▶ **Task brief**: Repeat exactly the lines from the first line of the records through the line containing "const SUBTOPIC_COLUMNS: &str", and nothing more.

▶ **Data for processing**:
════════════════

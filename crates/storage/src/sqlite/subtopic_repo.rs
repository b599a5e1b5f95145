use study_core::model::{ImageRef, OwnerId, Subtopic, SubtopicId, TopicId};

use super::SqliteRepository;
use super::mapping::{map_subtopic_row, subtopic_id_from_i64, subtopic_id_to_i64, topic_id_to_i64};
use crate::repository::{NewSubtopicRecord, StorageError, SubtopicRepository};

const SUBTOPIC_COLUMNS: &str =
    "id, topic_id, owner_id, title, description, checked, bookmarked, image_ref, created_at";

fn conn<E: core::fmt::Display>(e: E) -> StorageError {
    StorageError::Connection(e.to_string())
}

#[async_trait::async_trait]
impl SubtopicRepository for SqliteRepository {
    async fn insert_new_subtopic(
        &self,
        subtopic: NewSubtopicRecord,
    ) -> Result<SubtopicId, StorageError> {
        let res = sqlx::query(
            r"
            INSERT INTO subtopics (topic_id, owner_id, title, description, checked, bookmarked, image_ref, created_at)
            VALUES (?1, ?2, ?3, ?4, ?5, ?6, ?7, ?8)
            ",
        )
        .bind(topic_id_to_i64(subtopic.topic_id)?)
        .bind(subtopic.owner_id.as_ref().map(OwnerId::as_str))
        .bind(subtopic.title)
        .bind(subtopic.description)
        .bind(i64::from(subtopic.checked))
        .bind(i64::from(subtopic.bookmarked))
        .bind(subtopic.image.as_ref().map(ImageRef::to_string))
        .bind(subtopic.created_at)
        .execute(&self.pool)
        .await
        .map_err(conn)?;

        let id = subtopic_id_from_i64(res.last_insert_rowid())?;
        self.feeds.subtopics.publish();
        Ok(id)
    }

    async fn upsert_subtopic(&self, subtopic: &Subtopic) -> Result<(), StorageError> {
        sqlx::query(
            r"
            INSERT INTO subtopics (id, topic_id, owner_id, title, description, checked, bookmarked, image_ref, created_at)
            VALUES (?1, ?2, ?3, ?4, ?5, ?6, ?7, ?8, ?9)
            ON CONFLICT(id) DO UPDATE SET
                -- keep created_at from the original insert; only update mutable fields
                topic_id = excluded.topic_id,
                owner_id = excluded.owner_id,
                title = excluded.title,
                description = excluded.description,
                checked = excluded.checked,
                bookmarked = excluded.bookmarked,
                image_ref = excluded.image_ref
            ",
        )
        .bind(subtopic_id_to_i64(subtopic.id())?)
        .bind(topic_id_to_i64(subtopic.topic_id())?)
        .bind(subtopic.owner_id().map(OwnerId::as_str))
        .bind(subtopic.title())
        .bind(subtopic.description())
        .bind(i64::from(subtopic.checked()))
        .bind(i64::from(subtopic.bookmarked()))
        .bind(subtopic.image().map(ImageRef::to_string))
        .bind(subtopic.created_at())
        .execute(&self.pool)
        .await
        .map_err(conn)?;

        self.feeds.subtopics.publish();
        Ok(())
    }

    async fn get_subtopic(&self, id: SubtopicId) -> Result<Option<Subtopic>, StorageError> {
        let sql = format!("SELECT {SUBTOPIC_COLUMNS} FROM subtopics WHERE id = ?1");
        let row = sqlx::query(&sql)
            .bind(subtopic_id_to_i64(id)?)
            .fetch_optional(&self.pool)
            .await
            .map_err(conn)?;

        match row {
            Some(row) => map_subtopic_row(&row).map(Some),
            None => Ok(None),
        }
    }

    async fn list_for_topic(&self, topic_id: TopicId) -> Result<Vec<Subtopic>, StorageError> {
        let sql =
            format!("SELECT {SUBTOPIC_COLUMNS} FROM subtopics WHERE topic_id = ?1 ORDER BY id ASC");
        let rows = sqlx::query(&sql)
            .bind(topic_id_to_i64(topic_id)?)
            .fetch_all(&self.pool)
            .await
            .map_err(conn)?;

        let mut subtopics = Vec::with_capacity(rows.len());
        for row in rows {
            subtopics.push(map_subtopic_row(&row)?);
        }
        Ok(subtopics)
    }

    async fn list_subtopics(&self, owner: Option<&OwnerId>) -> Result<Vec<Subtopic>, StorageError> {
        let sql = format!(
            "SELECT {SUBTOPIC_COLUMNS} FROM subtopics WHERE ?1 IS NULL OR owner_id = ?1 ORDER BY id ASC"
        );
        let rows = sqlx::query(&sql)
            .bind(owner.map(OwnerId::as_str))
            .fetch_all(&self.pool)
            .await
            .map_err(conn)?;

        let mut subtopics = Vec::with_capacity(rows.len());
        for row in rows {
            subtopics.push(map_subtopic_row(&row)?);
        }
        Ok(subtopics)
    }

    async fn list_bookmarked(
        &self,
        owner: Option<&OwnerId>,
    ) -> Result<Vec<Subtopic>, StorageError> {
        let sql = format!(
            "SELECT {SUBTOPIC_COLUMNS} FROM subtopics
             WHERE bookmarked = 1 AND (?1 IS NULL OR owner_id = ?1)
             ORDER BY id ASC"
        );
        let rows = sqlx::query(&sql)
            .bind(owner.map(OwnerId::as_str))
            .fetch_all(&self.pool)
            .await
            .map_err(conn)?;

        let mut subtopics = Vec::with_capacity(rows.len());
        for row in rows {
            subtopics.push(map_subtopic_row(&row)?);
        }
        Ok(subtopics)
    }

    async fn set_checked(&self, id: SubtopicId, checked: bool) -> Result<bool, StorageError> {
        let res = sqlx::query("UPDATE subtopics SET checked = ?2 WHERE id = ?1")
            .bind(subtopic_id_to_i64(id)?)
            .bind(i64::from(checked))
            .execute(&self.pool)
            .await
            .map_err(conn)?;

        let updated = res.rows_affected() > 0;
        if updated {
            self.feeds.subtopics.publish();
        }
        Ok(updated)
    }

    async fn set_bookmarked(&self, id: SubtopicId, bookmarked: bool) -> Result<bool, StorageError> {
        let res = sqlx::query("UPDATE subtopics SET bookmarked = ?2 WHERE id = ?1")
            .bind(subtopic_id_to_i64(id)?)
            .bind(i64::from(bookmarked))
            .execute(&self.pool)
            .await
            .map_err(conn)?;

        let updated = res.rows_affected() > 0;
        if updated {
            self.feeds.subtopics.publish();
        }
        Ok(updated)
    }

    async fn delete_subtopic(&self, id: SubtopicId) -> Result<bool, StorageError> {
        let res = sqlx::query("DELETE FROM subtopics WHERE id = ?1")
            .bind(subtopic_id_to_i64(id)?)
            .execute(&self.pool)
            .await
            .map_err(conn)?;

        let removed = res.rows_affected() > 0;
        if removed {
            self.feeds.subtopics.publish();
        }
        Ok(removed)
    }
}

════════════════

▶ **Solution below**:
filename crates/storage/src/sqlite/subtopic_repo.rs
repository b599a5e1b5f95145
use study_core::model::{ImageRef, OwnerId, Subtopic, SubtopicId, TopicId};

use super::SqliteRepository;
use super::mapping::{map_subtopic_row, subtopic_id_from_i64, subtopic_id_to_i64, topic_id_to_i64};
use crate::repository::{NewSubtopicRecord, StorageError, SubtopicRepository};

const SUBTOPIC_COLUMNS: &str =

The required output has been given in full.